Of all the global environmental issues, earthquakes and other natural hazards present the most manageable of situations: the risks of these are the most readily identified, effective mitigation measures do exist and the benefits of reducing vulnerability greatly outweigh the costs.  But the disastrous effects of natural phenomena will only be mastered once disaster preparedness moves up the public agenda.

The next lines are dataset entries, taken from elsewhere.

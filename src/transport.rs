//! HTTP access to the device.
//!
//! The client only needs four request shapes, so they sit behind a small trait
//! that tests replace with scripted responses.

use crate::error::{FritzError, Result};
use async_trait::async_trait;
use reqwest::{Client, Response, StatusCode, cookie::Jar, multipart};
use std::sync::Arc;
use std::time::Duration;
use tracing::debug;

/// One field of a `multipart/form-data` request.
#[derive(Debug, Clone, PartialEq, Eq)]
pub struct FormPart {
    pub name: String,
    pub value: String,
    pub file_name: Option<String>,
    pub content_type: Option<String>,
}

impl FormPart {
    pub fn text(name: impl Into<String>, value: impl Into<String>) -> Self {
        Self {
            name: name.into(),
            value: value.into(),
            file_name: None,
            content_type: None,
        }
    }

    pub fn file(
        name: impl Into<String>,
        file_name: impl Into<String>,
        content_type: impl Into<String>,
        value: impl Into<String>,
    ) -> Self {
        Self {
            name: name.into(),
            value: value.into(),
            file_name: Some(file_name.into()),
            content_type: Some(content_type.into()),
        }
    }
}

/// Request primitives against one `host:port`.
///
/// `path` includes the query string. Every method returns the response body
/// and fails on a non-success status.
#[async_trait]
pub trait Transport: Send + Sync {
    async fn get(&self, path: &str) -> Result<String>;

    /// POST an `application/x-www-form-urlencoded` body that is already encoded.
    async fn post_form(&self, path: &str, body: &str) -> Result<String>;

    async fn post_multipart(&self, path: &str, parts: Vec<FormPart>) -> Result<String>;

    /// POST a SOAP envelope with the given `SOAPACTION`.
    async fn soap(&self, path: &str, action: &str, envelope: &str) -> Result<String>;
}

/// `Transport` backed by reqwest.
///
/// Keeps a cookie jar across requests like a browser session would.
pub struct HttpTransport {
    client: Client,
    base_url: String,
}

impl HttpTransport {
    /// Create a transport for `http://host:port`.
    pub fn new(host: &str, port: u16, timeout: Duration) -> Result<Self> {
        let jar = Arc::new(Jar::default());
        let client = Client::builder()
            .cookie_provider(jar)
            .timeout(timeout)
            .build()?;

        Ok(Self {
            client,
            base_url: format!("http://{host}:{port}"),
        })
    }

    pub fn base_url(&self) -> &str {
        &self.base_url
    }

    fn url(&self, path: &str) -> String {
        format!("{base}{path}", base = self.base_url)
    }

    async fn body(path: &str, response: Response) -> Result<String> {
        let status = response.status();
        if status == StatusCode::NOT_FOUND {
            return Err(FritzError::not_found(path));
        }
        let response = response.error_for_status()?;
        let body = response.text().await?;
        debug!("{path}: {status}, {} bytes", body.len());
        Ok(body)
    }
}

#[async_trait]
impl Transport for HttpTransport {
    async fn get(&self, path: &str) -> Result<String> {
        let response = self.client.get(self.url(path)).send().await?;
        Self::body(path, response).await
    }

    async fn post_form(&self, path: &str, body: &str) -> Result<String> {
        let response = self
            .client
            .post(self.url(path))
            .header(
                reqwest::header::CONTENT_TYPE,
                "application/x-www-form-urlencoded",
            )
            .body(body.to_string())
            .send()
            .await?;
        Self::body(path, response).await
    }

    async fn post_multipart(&self, path: &str, parts: Vec<FormPart>) -> Result<String> {
        let mut form = multipart::Form::new();
        for part in parts {
            let mut field = multipart::Part::text(part.value);
            if let Some(file_name) = part.file_name {
                field = field.file_name(file_name);
            }
            if let Some(content_type) = part.content_type {
                field = field.mime_str(&content_type)?;
            }
            form = form.part(part.name, field);
        }
        let response = self
            .client
            .post(self.url(path))
            .multipart(form)
            .send()
            .await?;
        Self::body(path, response).await
    }

    async fn soap(&self, path: &str, action: &str, envelope: &str) -> Result<String> {
        let response = self
            .client
            .post(self.url(path))
            .header(reqwest::header::CONTENT_TYPE, "text/xml; charset=\"utf-8\"")
            .header("SOAPACTION", action)
            .body(envelope.to_string())
            .send()
            .await?;
        Self::body(path, response).await
    }
}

Moving disaster prevention up the public agenda

Disaster relief may capture the public imagination but the same cannot be said for disaster prevention. Behind-the-scenes prevention is simply not as spectacular as the images of lurching apartment blocks or tents erected among the rubble.

Public resources spent on relief and recovery continue to account for 96% of all resources spent on disaster-related activities annually, leaving only a few crumbs for prevention.  Decision-makers and donors tend to lay more emphasis on relief than on mitigation and preparedness that could help communities learn from disasters and reduce their vulnerability to future risks.

Cost–benefit analyses support the rationale behind disaster prevention.   Some studies estimate the cost-to-benefit-ratio of investment in disaster warning and mitigation systems, when compared to the economic losses associated with natural disasters, to be between 1:15 and 1:20.

UNESCO will continue to play an advisory and advocacy role until every country – be it rich or poor – has shifted emphasis from post-disaster reaction to pre-disaster action. Earthquakes are a fatality. They need not be a disaster.